It's not the actual advances in technology at fault, but the media and marketing which is so aggresive and allows the manufacturers to bewilder people with trickery and gadgetery that all too often does not perform as advertised.It is aimed at Joe Public's scramble to purchase what they mistakenly believe to be the cutting edge in technology, design and performance.
Sadly, most of them have very little understanding or knowledge of true quality and simply go happily with the flow, in serene and ignorant bliss.
It's the new age of the perpetual upgrade that has rendered longevity in build, performance and useability as no longer necessary in many mainstream products.
6. From : AB (firstname.lastname@example.org)
Url : http://
Date : 04:01 PM Thursday 15 June, 2006
I'm interested in the new Pentax cameras 3200 ISO and anti-shake combined with zero shooting costs makes sense for the low-light jazz club.
Are things in reverse, are they getting worse? The photos I get shown/handed these days are worse than some years back. The sound quality of music I am played is worse than some years back.
Being a singer with a big band, I get photographed a fair amount. I often get shown the photos on the next meeting they're usually not very good in terms of composition but the quality was usually ok or very good. In the digital age I get shown washed out noisy images printed on office paper, they hand them to me and within days they become crumpled, streaky due to water (wine!), if not they simply fade. A very recent trend is that I get shown them on a mobile phone - I struggle to make anything out! It seems to me that for the masses quality in photography is much worse today they seem happy to accept this dreadful output.
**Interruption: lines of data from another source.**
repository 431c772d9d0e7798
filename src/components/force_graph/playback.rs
use super::events::{Playlist, ScriptedStep};

#[derive(Clone, Copy, Debug, PartialEq, Eq)]
pub enum PlaybackState {
	/// At the beginning, not running
	Stopped,
	Playing,
	Paused,
	/// Ran past the last step with looping off
	Finished,
}

/// Releases playlist steps as their offsets elapse on the frame clock.
pub struct Playback {
	steps: Vec<(usize, ScriptedStep)>,
	cursor: usize,
	state: PlaybackState,
	loop_enabled: bool,
	speed: f64,
	elapsed_ms: f64,
	last_now: Option<f64>,
}

impl Playback {
	pub fn new(playlist: Playlist) -> Self {
		let mut steps: Vec<_> = playlist.steps.into_iter().enumerate().collect();
		// stable: equal offsets keep authored order
		steps.sort_by(|a, b| a.1.at_ms.total_cmp(&b.1.at_ms));
		Self {
			steps,
			cursor: 0,
			state: PlaybackState::Stopped,
			loop_enabled: false,
			speed: 1.0,
			elapsed_ms: 0.0,
			last_now: None,
		}
	}

	pub fn state(&self) -> PlaybackState {
		self.state
	}

	pub fn elapsed_ms(&self) -> f64 {
		self.elapsed_ms
	}

	pub fn total_steps(&self) -> usize {
		self.steps.len()
	}

	/// Steps already released.
	pub fn current_step(&self) -> usize {
		self.cursor
	}

	pub fn duration_ms(&self) -> f64 {
		self.steps.last().map(|(_, s)| s.at_ms).unwrap_or(0.0)
	}

	pub fn progress(&self) -> f64 {
		if self.steps.is_empty() {
			0.0
		} else {
			self.cursor as f64 / self.steps.len() as f64
		}
	}

	pub fn play(&mut self) {
		if self.cursor >= self.steps.len() {
			self.cursor = 0;
			self.elapsed_ms = 0.0;
		}
		self.state = PlaybackState::Playing;
	}

	pub fn pause(&mut self) {
		if self.state == PlaybackState::Playing {
			self.state = PlaybackState::Paused;
		}
	}

	pub fn stop(&mut self) {
		self.cursor = 0;
		self.elapsed_ms = 0.0;
		self.state = PlaybackState::Stopped;
	}

	pub fn set_loop(&mut self, enabled: bool) {
		self.loop_enabled = enabled;
	}

	/// Time multiplier; negative values are treated as zero.
	pub fn set_speed(&mut self, speed: f64) {
		self.speed = speed.max(0.0);
	}

	/// Jumps to `ms`. Steps before that point are skipped, not replayed.
	pub fn seek(&mut self, ms: f64) {
		self.elapsed_ms = ms.clamp(0.0, self.duration_ms());
		self.cursor = self
			.steps
			.iter()
			.position(|(_, s)| s.at_ms >= self.elapsed_ms)
			.unwrap_or(self.steps.len());
	}

	/// Advances the playback clock to `now` and returns the steps that came
	/// due, each with its authored position in the playlist.
	pub fn poll(&mut self, now: f64) -> Vec<(usize, ScriptedStep)> {
		let dt = self.last_now.map(|last| (now - last).max(0.0)).unwrap_or(0.0);
		self.last_now = Some(now);
		if self.state != PlaybackState::Playing {
			return Vec::new();
		}
		self.elapsed_ms += dt * self.speed;

		let mut due = Vec::new();
		while let Some((index, step)) = self.steps.get(self.cursor) {
			if step.at_ms > self.elapsed_ms {
				break;
			}
			due.push((*index, step.clone()));
			self.cursor += 1;
		}

		if self.cursor >= self.steps.len() {
			if self.loop_enabled && !self.steps.is_empty() {
				self.cursor = 0;
				self.elapsed_ms = 0.0;
			} else {
				self.state = PlaybackState::Finished;
			}
		}
		due
	}
}

#[cfg(test)]
mod tests {
	use super::*;
	use crate::components::force_graph::events::{DonePayload, LiveEvent};

	fn playlist(offsets: &[f64]) -> Playlist {
		Playlist {
			equivalent: None,
			steps: offsets
				.iter()
				.enumerate()
				.map(|(i, &at_ms)| ScriptedStep {
					at_ms,
					event: LiveEvent::ClearingDone(DonePayload {
						plan_id: format!("p{i}"),
					}),
				})
				.collect(),
		}
	}

	fn indices(due: Vec<(usize, ScriptedStep)>) -> Vec<usize> {
		due.into_iter().map(|(i, _)| i).collect()
	}

	#[test]
	fn starts_stopped() {
		let mut playback = Playback::new(playlist(&[0.0, 100.0]));
		assert_eq!(playback.state(), PlaybackState::Stopped);
		assert!(playback.poll(0.0).is_empty());
		assert!(playback.poll(500.0).is_empty());
	}

	#[test]
	fn releases_steps_as_time_passes() {
		let mut playback = Playback::new(playlist(&[0.0, 100.0, 250.0]));
		playback.play();
		assert_eq!(indices(playback.poll(1000.0)), [0]);
		assert_eq!(indices(playback.poll(1050.0)), Vec::<usize>::new());
		assert_eq!(indices(playback.poll(1300.0)), [1, 2]);
		assert_eq!(playback.state(), PlaybackState::Finished);
		assert_eq!(playback.progress(), 1.0);
	}

	#[test]
	fn unsorted_steps_keep_authored_index() {
		let mut playback = Playback::new(playlist(&[200.0, 0.0]));
		playback.play();
		assert_eq!(indices(playback.poll(0.0)), [1]);
		assert_eq!(indices(playback.poll(200.0)), [0]);
	}

	#[test]
	fn pause_freezes_the_clock() {
		let mut playback = Playback::new(playlist(&[0.0, 100.0]));
		playback.play();
		playback.poll(0.0);
		playback.pause();
		assert!(playback.poll(1000.0).is_empty());
		playback.play();
		assert!(playback.poll(1050.0).is_empty());
		assert_eq!(indices(playback.poll(1100.0)), [1]);
	}

	#[test]
	fn seek_skips_earlier_steps() {
		let mut playback = Playback::new(playlist(&[0.0, 100.0, 200.0]));
		playback.seek(150.0);
		assert_eq!(playback.current_step(), 2);
		playback.play();
		assert_eq!(indices(playback.poll(0.0)), Vec::<usize>::new());
		assert_eq!(indices(playback.poll(50.0)), [2]);

		playback.seek(10_000.0);
		assert_eq!(playback.elapsed_ms(), 200.0);
	}

	#[test]
	fn loop_wraps_around() {
		let mut playback = Playback::new(playlist(&[0.0, 100.0]));
		playback.set_loop(true);
		playback.play();
		assert_eq!(indices(playback.poll(0.0)), [0]);
		assert_eq!(indices(playback.poll(100.0)), [1]);
		assert_eq!(playback.state(), PlaybackState::Playing);
		assert_eq!(indices(playback.poll(100.0)), [0]);
	}

	#[test]
	fn speed_scales_elapsed_time() {
		let mut playback = Playback::new(playlist(&[0.0, 400.0]));
		playback.set_speed(4.0);
		playback.play();
		playback.poll(0.0);
		assert_eq!(indices(playback.poll(100.0)), [1]);
	}
}
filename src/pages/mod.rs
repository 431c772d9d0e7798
pub mod home;
pub mod not_found;
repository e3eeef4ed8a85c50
//! Per-user sliding-window rate limiting
//!
//! Each user keeps the timestamps of accepted requests from the last hour,
//! plus a separate list for premium backends. Checks run in a fixed order:
//! per-minute, per-hour, then premium, and only a premium backend consumes
//! premium quota. Rejections are normal return values, never errors.

use crate::config::{Config, RateLimitConfig};
use crate::error::AppResult;
use crate::metrics::{Limit, Metrics, warn_on_error};
use crate::models::availability::now_secs;
use crate::store::{JsonStore, iso_now};
use serde::{Deserialize, Serialize};
use std::collections::BTreeMap;
use std::sync::Arc;

/// Sliding window kept on every record
pub const WINDOW_SECS: f64 = 3600.0;
const MINUTE_SECS: f64 = 60.0;

/// Persisted request history for one user
#[derive(Debug, Clone, PartialEq, Serialize, Deserialize)]
#[serde(rename_all = "camelCase")]
pub struct RateLimitRecord {
    pub user_id: String,
    /// Epoch seconds of accepted requests
    pub requests: Vec<f64>,
    /// Epoch seconds of accepted premium requests
    pub premium_requests: Vec<f64>,
    pub last_request: f64,
    /// Total rejections; never reset
    pub violations: u64,
}

impl RateLimitRecord {
    pub fn new(user_id: impl Into<String>) -> Self {
        Self {
            user_id: user_id.into(),
            requests: Vec::new(),
            premium_requests: Vec::new(),
            last_request: 0.0,
            violations: 0,
        }
    }

    /// Drop timestamps outside the one-hour window; returns whether anything changed
    pub fn prune(&mut self, now: f64) -> bool {
        let before = (self.requests.len(), self.premium_requests.len());
        self.requests.retain(|t| now - t < WINDOW_SECS);
        self.premium_requests.retain(|t| now - t < WINDOW_SECS);
        before != (self.requests.len(), self.premium_requests.len())
    }

    /// Apply one request against `limits`
    pub fn check(
        &mut self,
        limits: &RateLimitConfig,
        backend: &str,
        premium: bool,
        now: f64,
    ) -> RateLimitVerdict {
        self.prune(now);

        let recent_minute = self
            .requests
            .iter()
            .filter(|t| now - *t < MINUTE_SECS)
            .count();
        if recent_minute >= limits.requests_per_minute {
            self.violations += 1;
            return RateLimitVerdict::rejected(
                Limit::PerMinute,
                format!(
                    "Rate limit exceeded: {} requests/minute",
                    limits.requests_per_minute
                ),
            );
        }

        if self.requests.len() >= limits.requests_per_hour {
            self.violations += 1;
            return RateLimitVerdict::rejected(
                Limit::PerHour,
                format!(
                    "Rate limit exceeded: {} requests/hour",
                    limits.requests_per_hour
                ),
            );
        }

        if premium && self.premium_requests.len() >= limits.premium_per_hour {
            self.violations += 1;
            return RateLimitVerdict::rejected(
                Limit::Premium,
                format!(
                    "Premium rate limit exceeded: {} premium requests/hour ({})",
                    limits.premium_per_hour, backend
                ),
            );
        }

        self.requests.push(now);
        if premium {
            self.premium_requests.push(now);
        }
        self.last_request = now;
        RateLimitVerdict::allowed()
    }

    /// Request counts inside the current windows
    pub fn usage(&self, now: f64) -> Usage {
        let in_window = |t: &&f64| now - **t < WINDOW_SECS;
        Usage {
            last_minute: self
                .requests
                .iter()
                .filter(|t| now - **t < MINUTE_SECS)
                .count(),
            last_hour: self.requests.iter().filter(in_window).count(),
            premium_last_hour: self.premium_requests.iter().filter(in_window).count(),
            violations: self.violations,
        }
    }
}

/// On-disk rate-limit store document
#[derive(Debug, Clone, PartialEq, Serialize, Deserialize)]
#[serde(rename_all = "camelCase")]
pub struct RateLimitStore {
    pub version: u32,
    pub updated_at: String,
    pub users: BTreeMap<String, RateLimitRecord>,
}

impl Default for RateLimitStore {
    fn default() -> Self {
        Self {
            version: 1,
            updated_at: String::new(),
            users: BTreeMap::new(),
        }
    }
}

/// Outcome of a rate-limit check
#[derive(Debug, Clone, PartialEq, Eq)]
pub struct RateLimitVerdict {
    pub allowed: bool,
    pub reason: String,
    /// Which limit rejected the request
    pub limit: Option<Limit>,
}

impl RateLimitVerdict {
    fn allowed() -> Self {
        Self {
            allowed: true,
            reason: "ok".to_string(),
            limit: None,
        }
    }

    fn rejected(limit: Limit, reason: String) -> Self {
        Self {
            allowed: false,
            reason,
            limit: Some(limit),
        }
    }
}

/// Current usage for dashboards
#[derive(Debug, Clone, Copy, PartialEq, Eq, Serialize)]
#[serde(rename_all = "camelCase")]
pub struct Usage {
    pub last_minute: usize,
    pub last_hour: usize,
    pub premium_last_hour: usize,
    pub violations: u64,
}

pub struct RateLimiter {
    store: JsonStore<RateLimitStore>,
    limits: RateLimitConfig,
    metrics: Arc<Metrics>,
}

impl RateLimiter {
    pub fn new(config: &Config, metrics: Arc<Metrics>) -> Self {
        Self {
            store: JsonStore::new(config.state.rate_limit_store_path()),
            limits: config.rate_limits.clone(),
            metrics,
        }
    }

    pub fn store(&self) -> &JsonStore<RateLimitStore> {
        &self.store
    }

    pub fn check_rate_limit(&self, user: &str, backend: &str) -> AppResult<RateLimitVerdict> {
        self.check_rate_limit_at(user, backend, now_secs())
    }

    pub fn check_rate_limit_at(
        &self,
        user: &str,
        backend: &str,
        now: f64,
    ) -> AppResult<RateLimitVerdict> {
        let premium = self.limits.is_premium(backend);
        let limits = &self.limits;
        let (verdict, violations) = self.store.update(|doc| {
            doc.updated_at = iso_now();
            let record = doc
                .users
                .entry(user.to_string())
                .or_insert_with(|| RateLimitRecord::new(user));
            let verdict = record.check(limits, backend, premium, now);
            (verdict, record.violations)
        })?;

        if let Some(limit) = verdict.limit {
            tracing::warn!(
                user,
                backend,
                limit = limit.as_str(),
                violations,
                "Rate limit rejected request"
            );
            warn_on_error(
                "record_rate_limit_rejection",
                self.metrics.record_rate_limit_rejection(limit),
            );
        }
        Ok(verdict)
    }

    pub fn usage(&self, user: &str) -> AppResult<Option<Usage>> {
        self.usage_at(user, now_secs())
    }

    pub fn usage_at(&self, user: &str, now: f64) -> AppResult<Option<Usage>> {
        Ok(self.store.load()?.users.get(user).map(|r| r.usage(now)))
    }

    /// Read-only view of every user's record, for dashboards
    pub fn snapshot(&self) -> AppResult<BTreeMap<String, RateLimitRecord>> {
        Ok(self.store.load()?.users)
    }
}

#[cfg(test)]
mod tests {
    use super::*;

    fn limits() -> RateLimitConfig {
        RateLimitConfig {
            requests_per_minute: 20,
            requests_per_hour: 200,
            premium_per_hour: 2,
            premium_backends: vec!["claude-opus".to_string()],
        }
    }

    #[test]
    fn test_twenty_first_call_in_ten_seconds_rejected() {
        let limits = limits();
        let mut record = RateLimitRecord::new("alice");
        for i in 0..20 {
            let verdict = record.check(&limits, "claude-sonnet", false, 1000.0 + i as f64 * 0.5);
            assert!(verdict.allowed, "call {} should pass", i + 1);
        }
        let verdict = record.check(&limits, "claude-sonnet", false, 1010.0);
        assert!(!verdict.allowed);
        assert!(verdict.reason.contains("20 requests/minute"));
        assert_eq!(verdict.limit, Some(Limit::PerMinute));
        assert_eq!(record.violations, 1);
        assert_eq!(record.requests.len(), 20);
    }

    #[test]
    fn test_minute_window_slides() {
        let limits = limits();
        let mut record = RateLimitRecord::new("alice");
        for i in 0..20 {
            assert!(record.check(&limits, "x", false, 1000.0 + i as f64).allowed);
        }
        // First request is now 60s old
        assert!(record.check(&limits, "x", false, 1060.0).allowed);
    }

    #[test]
    fn test_hour_limit() {
        let limits = RateLimitConfig {
            requests_per_minute: 1000,
            requests_per_hour: 5,
            ..limits()
        };
        let mut record = RateLimitRecord::new("bob");
        for i in 0..5 {
            assert!(record.check(&limits, "x", false, i as f64 * 100.0).allowed);
        }
        let verdict = record.check(&limits, "x", false, 600.0);
        assert!(!verdict.allowed);
        assert!(verdict.reason.contains("5 requests/hour"));
    }

    #[test]
    fn test_premium_quota_only_for_premium_backends() {
        let limits = limits();
        let mut record = RateLimitRecord::new("carol");
        assert!(record.check(&limits, "claude-opus", true, 0.0).allowed);
        assert!(record.check(&limits, "claude-opus", true, 1.0).allowed);

        let verdict = record.check(&limits, "claude-opus", true, 2.0);
        assert!(!verdict.allowed);
        assert_eq!(verdict.limit, Some(Limit::Premium));
        // Rejected premium requests are not recorded
        assert_eq!(record.requests.len(), 2);
        assert_eq!(record.premium_requests.len(), 2);

        // Non-premium traffic is unaffected by the exhausted premium quota
        assert!(record.check(&limits, "claude-sonnet", false, 3.0).allowed);
        assert_eq!(record.premium_requests.len(), 2);
    }

    #[test]
    fn test_prune_drops_entries_older_than_an_hour() {
        let mut record = RateLimitRecord::new("dave");
        record.requests = vec![0.0, 100.0, 3000.0];
        record.premium_requests = vec![50.0];
        assert!(record.prune(3750.0));
        assert_eq!(record.requests, vec![3000.0]);
        assert!(record.premium_requests.is_empty());
        assert!(!record.prune(3750.0));
    }

    #[test]
    fn test_prune_window_boundary_is_exclusive() {
        let mut record = RateLimitRecord::new("erin");
        record.requests = vec![150.0, 151.0];
        record.premium_requests = vec![150.0];
        // Exactly one hour old falls out; one second younger stays
        assert!(record.prune(3750.0));
        assert_eq!(record.requests, vec![151.0]);
        assert!(record.premium_requests.is_empty());
    }

    #[test]
    fn test_limiter_persists_and_reports_usage() {
        use std::str::FromStr;
        let dir = tempfile::tempdir().unwrap();
        let mut config = Config::from_str(
            r#"
[rate_limits]
premium_backends = ["claude-opus"]

[routing_rules]
large_context_backend = "claude-opus"

[[backends]]
id = "claude-opus"
name = "Claude Opus"
"#,
        )
        .unwrap();
        config.state.dir = dir.path().to_path_buf();
        let limiter = RateLimiter::new(&config, Arc::new(Metrics::new().unwrap()));

        assert!(
            limiter
                .check_rate_limit_at("erin", "claude-opus", 500.0)
                .unwrap()
                .allowed
        );
        let usage = limiter.usage_at("erin", 510.0).unwrap().unwrap();
        assert_eq!(usage.last_minute, 1);
        assert_eq!(usage.premium_last_hour, 1);

        let snapshot = limiter.snapshot().unwrap();
        assert_eq!(snapshot["erin"].last_request, 500.0);
        assert_eq!(snapshot["erin"].user_id, "erin");
    }
}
I often get played songs on MP3 players, recently I ran a test, iPod versus Sony Professional Walkman (serious cassette Walkman from the 80's). Cassette was clearly better. A recent trend is to play me stuff via the speaker of a mobile phone. Sound quality is truly appalling yet people seem happy with this.
I hear DAB digital radio is about to sweep the UK, a commentator in the hi-fi press tried to put the brakes on the euphoria by noting that the already established FM was capable of much higher sound quality.
Is our civilisation on the way out? We seem to have reached a turning point in terms of quality, output is worse (in some cases much worse) than a few years ago, surely it's not supposed to be this way, with all this technology things are meant to get better... no?
AB7. From : GLOBETROTTER (email@example.com)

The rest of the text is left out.